◆ **SUPPLIED MATERIAL**:
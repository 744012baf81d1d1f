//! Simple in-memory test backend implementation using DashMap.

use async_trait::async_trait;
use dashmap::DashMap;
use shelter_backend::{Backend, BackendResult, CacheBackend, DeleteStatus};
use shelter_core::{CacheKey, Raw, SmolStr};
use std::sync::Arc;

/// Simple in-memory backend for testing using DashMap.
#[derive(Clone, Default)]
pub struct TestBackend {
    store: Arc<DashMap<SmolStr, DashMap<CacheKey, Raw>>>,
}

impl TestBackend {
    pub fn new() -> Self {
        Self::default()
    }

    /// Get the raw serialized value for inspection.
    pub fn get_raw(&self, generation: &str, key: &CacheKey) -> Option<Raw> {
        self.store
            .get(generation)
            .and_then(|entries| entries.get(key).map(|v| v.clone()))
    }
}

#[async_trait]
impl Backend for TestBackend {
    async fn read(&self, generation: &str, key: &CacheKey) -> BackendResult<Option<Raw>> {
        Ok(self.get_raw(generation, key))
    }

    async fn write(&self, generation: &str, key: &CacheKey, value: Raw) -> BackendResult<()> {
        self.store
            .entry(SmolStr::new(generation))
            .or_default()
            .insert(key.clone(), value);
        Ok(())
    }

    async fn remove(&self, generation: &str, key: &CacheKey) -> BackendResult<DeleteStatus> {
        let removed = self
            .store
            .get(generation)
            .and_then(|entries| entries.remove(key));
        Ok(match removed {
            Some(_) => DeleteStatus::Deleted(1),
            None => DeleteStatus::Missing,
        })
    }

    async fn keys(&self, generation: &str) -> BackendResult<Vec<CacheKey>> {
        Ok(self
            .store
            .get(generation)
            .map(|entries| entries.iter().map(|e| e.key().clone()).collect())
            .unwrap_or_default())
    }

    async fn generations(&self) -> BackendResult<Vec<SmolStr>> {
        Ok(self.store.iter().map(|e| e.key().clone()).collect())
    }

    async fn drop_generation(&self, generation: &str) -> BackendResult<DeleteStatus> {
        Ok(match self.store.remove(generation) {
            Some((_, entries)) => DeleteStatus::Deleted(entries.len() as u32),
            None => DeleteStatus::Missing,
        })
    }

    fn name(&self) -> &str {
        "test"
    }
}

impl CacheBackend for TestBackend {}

◆ **THE TASK**:
Where a line of the listing includes the word "SmolStr", add it to the tally, and give the final number and nothing more.

◆ **OUTPUT OF THE EXERCISE**:
4